■ TASK REQUIREMENTS
As you look over the data below, please find each line where the word "json" appears, then copy it.

START INPUT RECORDS

//! HTTP transport abstraction.
//!
//! [`HttpTransport`] is the seam between the typed client and the wire: it
//! sends one authenticated call and hands back the raw status code and body.
//! [`ReqwestTransport`] is the production implementation.

use std::fmt;

use async_trait::async_trait;
use bytes::Bytes;
use reqwest::header::{AUTHORIZATION, CONTENT_TYPE, HeaderMap, HeaderValue};

use crate::error::{DocAiError, DocAiResult};
use crate::models::ClientConfig;

#[derive(Debug, Clone, Copy, PartialEq, Eq, Hash)]
pub enum Method {
    Get,
    Post,
    Put,
    Delete,
}

impl Method {
    pub fn as_str(&self) -> &'static str {
        match self {
            Method::Get => "GET",
            Method::Post => "POST",
            Method::Put => "PUT",
            Method::Delete => "DELETE",
        }
    }
}

impl fmt::Display for Method {
    fn fmt(&self, f: &mut fmt::Formatter<'_>) -> fmt::Result {
        f.write_str(self.as_str())
    }
}

impl From<Method> for reqwest::Method {
    fn from(method: Method) -> Self {
        match method {
            Method::Get => reqwest::Method::GET,
            Method::Post => reqwest::Method::POST,
            Method::Put => reqwest::Method::PUT,
            Method::Delete => reqwest::Method::DELETE,
        }
    }
}

/// Request payload plus the content type to send it with.
#[derive(Debug, Clone, PartialEq, Eq)]
pub struct RequestBody {
    pub content: Bytes,
    pub content_type: Option<String>,
}

impl RequestBody {
    pub fn new(content: impl Into<Bytes>, content_type: Option<&str>) -> Self {
        Self {
            content: content.into(),
            content_type: content_type.map(str::to_string),
        }
    }

    pub fn json(content: impl Into<Bytes>) -> Self {
        Self::new(content, Some("application/json"))
    }
}

/// Raw response: status code and body, nothing interpreted yet.
#[derive(Debug, Clone, PartialEq, Eq)]
pub struct HttpResponse {
    pub status: u16,
    pub body: Bytes,
}

/// Sends one authenticated call to the service.
///
/// `path` is relative to the configured base URL and may carry a query
/// string. Implementations must be safe to share between tasks.
#[async_trait]
pub trait HttpTransport: Send + Sync {
    async fn execute(
        &self,
        method: Method,
        path: &str,
        body: Option<RequestBody>,
    ) -> DocAiResult<HttpResponse>;
}

/// Transport backed by a pooled [`reqwest::Client`].
#[derive(Debug, Clone)]
pub struct ReqwestTransport {
    client: reqwest::Client,
    config: ClientConfig,
}

impl ReqwestTransport {
    pub fn new(config: ClientConfig) -> DocAiResult<Self> {
        let mut auth = HeaderValue::from_str(&format!("Bearer {}", config.token()))
            .map_err(|e| DocAiError::client_with_source("Token is not a valid header value", e))?;
        auth.set_sensitive(true);

        let mut headers = HeaderMap::new();
        headers.insert(AUTHORIZATION, auth);

        let client = reqwest::Client::builder()
            .default_headers(headers)
            .timeout(config.timeout)
            .user_agent(concat!("docai-client-rust/", env!("CARGO_PKG_VERSION")))
            .build()?;

        Ok(Self { client, config })
    }

    pub fn config(&self) -> &ClientConfig {
        &self.config
    }
}

#[async_trait]
impl HttpTransport for ReqwestTransport {
    async fn execute(
        &self,
        method: Method,
        path: &str,
        body: Option<RequestBody>,
    ) -> DocAiResult<HttpResponse> {
        let url = self.config.endpoint_url(path);
        let mut request = self.client.request(method.into(), &url);

        if let Some(body) = body {
            if let Some(content_type) = body.content_type.as_deref() {
                let value = HeaderValue::from_str(content_type).map_err(|e| {
                    DocAiError::client_with_source(
                        format!("Invalid content type '{content_type}'"),
                        e,
                    )
                })?;
                request = request.header(CONTENT_TYPE, value);
            }
            request = request.body(body.content);
        }

        let response = request.send().await?;
        let status = response.status().as_u16();
        let body = response.bytes().await?;

        Ok(HttpResponse { status, body })
    }
}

END INPUT RECORDS

■ EXERCISE ANSWER
    pub fn json(content: impl Into<Bytes>) -> Self {
        Self::new(content, Some("application/json"))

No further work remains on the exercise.